Configuration Guide

This guide provides instructions for various Keep configuration tasks.

Authentication

Single sign-on (SSO) — To simplify the Keep authentication process for users and third-party applications, you can use Keep’s single sign-on (SSO) capability.

Configure Keep to use LDAP — Keep can be configured to use the Windows Active Directory to obtain user login credentials and allocate group access. Once LDAP is set up correctly, all user management can be done outside Keep. As a result, users can use their Windows login to access Keep (if they are in the relevant Active Directory groups).

Note

SSO and LDAP documentation for Lasernet Keep will be published when it is available.

Encryption

Switch Keep Between HTTP and HTTPS — To help improve security, HTTPS support is enabled by default when installing Keep, and you can provide custom HTTPS certificates for the server to use.  As a result, HTTPS support is ready with minimal configuration required. However, HTTP connectivity is also enabled. We recommend that you disable or restrict access to Keep via HTTP as soon as possible. To help you do this, we have provided a command-line tool that can modify the application configuration.

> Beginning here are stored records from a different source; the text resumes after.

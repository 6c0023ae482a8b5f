use std::time::Duration;

use anyhow::{Context, Result, bail};

use eiyo_core::models::RecipeCard;
use eiyo_core::recipes::{RankingResponse, ranking_to_cards};

const RANKING_URL: &str = "https://app.rakuten.co.jp/services/api/Recipe/CategoryRanking/20170426";
/// 人気メニュー
const CATEGORY_ID: &str = "30";

pub struct RecipeClient {
    client: reqwest::Client,
    app_id: Option<String>,
    endpoint: String,
}

impl RecipeClient {
    pub fn new(app_id: Option<String>) -> Result<Self> {
        Self::with_endpoint(app_id, RANKING_URL)
    }

    pub fn with_endpoint(app_id: Option<String>, endpoint: &str) -> Result<Self> {
        let client = reqwest::Client::builder()
            .user_agent(format!("eiyo/{} (nutrition lookup)", env!("CARGO_PKG_VERSION")))
            .timeout(Duration::from_secs(5))
            .connect_timeout(Duration::from_secs(3))
            .build()
            .context("Failed to build HTTP client")?;
        Ok(Self {
            client,
            app_id,
            endpoint: endpoint.to_string(),
        })
    }

    #[must_use]
    pub fn is_enabled(&self) -> bool {
        self.app_id.is_some()
    }

    /// Ranked recipes for the fixed category. Never fails: a missing
    /// credential or any transport/payload problem yields an empty list.
    pub async fn ranking(&self) -> Vec<RecipeCard> {
        let Some(app_id) = self.app_id.as_deref() else {
            return Vec::new();
        };
        match self.fetch_ranking(app_id).await {
            Ok(cards) => cards,
            Err(e) => {
                tracing::warn!("recipe ranking unavailable: {e:#}");
                Vec::new()
            }
        }
    }

    async fn fetch_ranking(&self, app_id: &str) -> Result<Vec<RecipeCard>> {
        let resp = self
            .client
            .get(&self.endpoint)
            .query(&[
                ("applicationId", app_id),
                ("categoryId", CATEGORY_ID),
                ("format", "json"),
            ])
            .send()
            .await
            .context("Failed to reach recipe API")?;

        let status = resp.status();
        if !status.is_success() {
            bail!("recipe API returned {status}");
        }

        let data: RankingResponse = resp
            .json()
            .await
            .context("Failed to parse recipe ranking response")?;

        Ok(ranking_to_cards(data))
    }
}
mod commands;
mod config;
mod recipes;
mod server;

use anyhow::Result;
use clap::{Parser, Subcommand};
use std::path::PathBuf;
use std::process;
use std::sync::Arc;
use tracing_subscriber::EnvFilter;

use crate::commands::{cmd_search, cmd_show};
use crate::config::Config;
use crate::recipes::RecipeClient;
use eiyo_core::dataset::{DEFAULT_ENCODING, Dataset};
use eiyo_core::service::NutritionService;
use eiyo_core::session::MemoryCartStore;

#[derive(Parser)]
#[command(
    name = "eiyo",
    version,
    about = "Look up Japanese food nutrients and total up a meal"
)]
struct Cli {
    /// Path to the food composition table (default: $EIYO_DATA, then the data directory)
    #[arg(long, global = true, value_name = "PATH")]
    data: Option<PathBuf>,
    /// Text encoding of the table (shift_jis, cp932, utf-8, ...)
    #[arg(long, global = true, default_value = DEFAULT_ENCODING)]
    encoding: String,
    #[command(subcommand)]
    command: Commands,
}

#[derive(Subcommand)]
enum Commands {
    /// Start the web app
    Serve {
        /// Port to listen on
        #[arg(short, long, default_value = "8080")]
        port: u16,
        /// Address to bind to (default: 127.0.0.1, use 0.0.0.0 to expose to network)
        #[arg(short, long, default_value = "127.0.0.1")]
        bind: String,
    },
    /// Search foods by name
    Search {
        /// Search query (space separated words must all match)
        query: String,
        /// Output as JSON
        #[arg(long)]
        json: bool,
    },
    /// Show the nutrients of one food
    Show {
        /// Food ID
        id: String,
        /// Output as JSON
        #[arg(long)]
        json: bool,
    },
}

#[tokio::main]
async fn main() {
    tracing_subscriber::fmt()
        .with_env_filter(
            EnvFilter::try_from_default_env().unwrap_or_else(|_| EnvFilter::new("info")),
        )
        .with_writer(std::io::stderr)
        .init();

    let cli = Cli::parse();

    if let Err(e) = run(cli).await {
        eprintln!("Error: {e:#}");
        process::exit(1);
    }
}

async fn run(cli: Cli) -> Result<()> {
    let config = Config::load(cli.data, &cli.encoding)?;
    let dataset = Dataset::load(&config.data_path, config.encoding)?;

    match cli.command {
        Commands::Search { query, json } => cmd_search(&dataset, &query, json),
        Commands::Show { id, json } => cmd_show(&dataset, &id, json),
        Commands::Serve { port, bind } => {
            let service =
                NutritionService::new(Arc::new(dataset), Arc::new(MemoryCartStore::new()));
            let recipes = RecipeClient::new(config.recipe_app_id)?;
            server::start_server(service, recipes, port, &bind).await
        }
    }
}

Configure Document Encryption for Keep — Keep has application-level encryption for documents; specifically, the ability to encrypt files that are stored in the archive. This feature adds an additional layer of security to help protect against unauthorised access or processing of sensitive data.

General Configuration Information

Set Configuration Flag Values in node.properties — This page explains how to set configuration flag values in the node.properties Keep configuration file. Configuration flags enable you to configure important Keep system settings and vary the behavior of various Keep functions.

Clustering

Keep Clustering — Introduces Keep’s clustering capability.